Little brother Navin is often underestimated, but he has skills as well as a prophecy of his own. His is the voice that challenges and questions, fleshing out Emily’s struggles to find her way. The amulet would take full control if Emily would let it and at times it would be so much easier. But there are reasons why she should resist and their revelation ups the tension even as it further develops the history and its characters. Further along, certainly by book 3 :The Cloud Searchers, you cannot deny that Kibuishi is crafting a finely turned adventure.
Between cliff-hanger endings that draw you into the next volume and perfect pacing, Kibuishi provides a brilliant balance of humor and peril and emotional conflict, of characterization and mystery. Who and what do Navin and Emily trust? And might there be times when they shouldn’t do as expected–or as someone in “authority” says? 
Kibuishi notes Star Wars and Hayao Miyazaki as inspirations. Learning this, I was not surprised–and not because the results are hokey. If anything, it is noticeable how hard Amulet avoids recalling Star Wars directly when talking about life-forces or harnessing skill and destiny, and resisting darkly lit temptations.

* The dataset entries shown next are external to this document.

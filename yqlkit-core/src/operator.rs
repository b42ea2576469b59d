//! Comparison operators for structured predicates

use std::fmt::{self, Display};

/// Comparison operator used by [`Predicate::compare`](crate::Predicate::compare)
#[derive(Debug, Clone, PartialEq, Eq)]
pub struct Operator(&'static str);

impl Operator {
    pub const GT: Self = Operator(">");
    pub const LT: Self = Operator("<");
    pub const EQ: Self = Operator("=");
    pub const NEQ: Self = Operator("!=");
    pub const GTE: Self = Operator(">=");
    pub const LTE: Self = Operator("<=");
    pub const LIKE: Self = Operator("LIKE");
    pub const ILIKE: Self = Operator("ILIKE");
    pub const IN: Self = Operator("IN");
    pub const NOT_IN: Self = Operator("NOT IN");
    pub const IS_NULL: Self = Operator("IS NULL");
    pub const IS_NOT_NULL: Self = Operator("IS NOT NULL");

    /// Create a custom operator for dialect-specific comparisons
    ///
    /// # Examples
    /// ```
    /// use yqlkit_core::Operator;
    ///
    /// let regexp = Operator::custom("REGEXP");
    /// assert_eq!(regexp.as_str(), "REGEXP");
    /// ```
    pub const fn custom(op: &'static str) -> Self {
        Operator(op)
    }

    /// Get the string representation of the operator
    pub fn as_str(&self) -> &str {
        self.0
    }

    /// Operators that take no right-hand value
    pub fn is_unary(&self) -> bool {
        *self == Operator::IS_NULL || *self == Operator::IS_NOT_NULL
    }
}

impl Display for Operator {
    fn fmt(&self, f: &mut fmt::Formatter<'_>) -> fmt::Result {
        write!(f, "{}", self.0)
    }
}

/// Trait for types that can be converted to operators
pub trait IntoOperator {
    fn into_operator(self) -> Operator;
}

impl IntoOperator for Operator {
    fn into_operator(self) -> Operator {
        self
    }
}

/// Known spellings map to the constants, anything else is kept as a custom operator
impl IntoOperator for &'static str {
    fn into_operator(self) -> Operator {
        match self {
            ">" => Operator::GT,
            "<" => Operator::LT,
            "=" | "==" => Operator::EQ,
            "!=" | "<>" => Operator::NEQ,
            ">=" => Operator::GTE,
            "<=" => Operator::LTE,
            "LIKE" | "like" => Operator::LIKE,
            "ILIKE" | "ilike" => Operator::ILIKE,
            "IN" | "in" => Operator::IN,
            "NOT IN" | "not in" => Operator::NOT_IN,
            "IS NULL" | "is null" => Operator::IS_NULL,
            "IS NOT NULL" | "is not null" => Operator::IS_NOT_NULL,
            other => Operator::custom(other),
        }
    }
}

/// Convenience module for operator constants
pub mod op {
    use super::Operator;

    pub const GT: Operator = Operator::GT;
    pub const LT: Operator = Operator::LT;
    pub const EQ: Operator = Operator::EQ;
    pub const NEQ: Operator = Operator::NEQ;
    pub const GTE: Operator = Operator::GTE;
    pub const LTE: Operator = Operator::LTE;
    pub const LIKE: Operator = Operator::LIKE;
    pub const ILIKE: Operator = Operator::ILIKE;
    pub const IN: Operator = Operator::IN;
    pub const NOT_IN: Operator = Operator::NOT_IN;
    pub const IS_NULL: Operator = Operator::IS_NULL;
    pub const IS_NOT_NULL: Operator = Operator::IS_NOT_NULL;
}

#[cfg(test)]
mod tests {
    use super::*;

    #[test]
    fn test_operator_constants() {
        assert_eq!(Operator::GT.as_str(), ">");
        assert_eq!(Operator::NEQ.as_str(), "!=");
        assert_eq!(Operator::LIKE.as_str(), "LIKE");
    }

    #[test]
    fn test_display() {
        assert_eq!(format!("{}", Operator::GTE), ">=");
        assert_eq!(format!("{}", Operator::NOT_IN), "NOT IN");
    }

    #[test]
    fn test_string_conversion() {
        assert_eq!(">".into_operator(), Operator::GT);
        assert_eq!("like".into_operator(), Operator::LIKE);
        assert_eq!("==".into_operator(), Operator::EQ);
        assert_eq!("<>".into_operator(), Operator::NEQ);
    }

    #[test]
    fn test_unknown_string_becomes_custom() {
        let op = "REGEXP".into_operator();
        assert_eq!(op, Operator::custom("REGEXP"));
    }

    #[test]
    fn test_unary_operators() {
        assert!(Operator::IS_NULL.is_unary());
        assert!("is not null".into_operator().is_unary());
        assert!(!Operator::EQ.is_unary());
    }
}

As for Miyazaki: you know those gorgeous vistas? that is only the beginning. And yet, Amulet is undeniably its own creature.
Amulet progesses into greater complexity, and thrives in the unexpected turn. Most adventures should, if they want to be good, but Kibuishi is clever. I mentioned inspirations. In book 4 The Last Council we find a Utopia tainted. Ah yes, a dystopian novel published in 2011, shocking! And while N admits to anticipating a Hunger Games-like turn, she was pleasantly surprised to the contrary. I was fooled, too. There are a few reasons why, but primary is that Kibuishi has it in mind to do his own thing here. I have no idea how it will possibly go. True, he is consistent with characters, but what choices will they ultimately make in the face of what possible confrontation that awaits them. Also, he moves quickly through some plot-points and lingers in others. He introduces a character with information that changes everything (believably).
I am so very eager for the continuation of this series–and that is just the story.
The artwork. I mentioned beautifully rendered backdrops, this has as much to do with lighting and color and composition as the details. I just like to look at the pictures, honestly. The characters are accessible and expressive, another inspired take on Miyazaki, though unmistakably more Western. I love the palette. I adore the formatting, which is important to the visual expression of the atmosphere (setting). In The Cloud Searchers, we are introduced to dream sequences, black pages with fluid framed panels. There are the uniform sequences that become broken with skewed non-orthogonal frames in reflection of the change in circumstance.
I can register the composition of the page, of the sequence, or even a singular image, intellectually; however, I am registering it first on a more visceral level. Kibuishi understands his craft. And he minds his audience as well. The sequences are not hard to follow, frames are not indecipherable. Text and images take their turn in simultaneity.
Kibuishi is able to encode a great deal in a short amount of time, the pages turn and the action and humor draw the reader ever further. The story (via text/image) is intelligent, puzzling, and does not underestimate.
recommendation: this comic series is fail-safe. It is beautiful and adventurous and funny. It is accessible for the younger set, but smart enough for the older. Even the more recalcitrant (toward comics) adult could be charmed. For those who love Fantasy, steampunk, Miyazaki, Star Wars, epic adventures ala Tolkien.
Amulet series by Kazu Kibuishi
(Please read the “acknowledgements” for the collaborators he lists in each.)
Book 1: The Stonekeeper (Graphix, 2008) tradepaper, 192 pages.
Book 2: The Stonekeeper’s Curse (Graphix, 2009) tradepaper, 224 pages.
Book 3: The Cloud Searchers (Graphix, 2010) tradepaper, 208 pages.
Book 4: The Last Council (Graphix, 2011) tradepaper, 224 pages.
my review of Copper (Graphix, 2010) also by Kibuishi
{images (& video): via Bolt City Productions(Kazu Kibuishi’s site. 1- from The Cloud Searchers; 2- covers 1-4; 3- from The Stonekeeper, p31; 4-The Fueling Station in The Cloud Searchers, p126-7; 5-partial of p8 from The Last Council)

Published by L

I read, and I write. and until recently, I sold books.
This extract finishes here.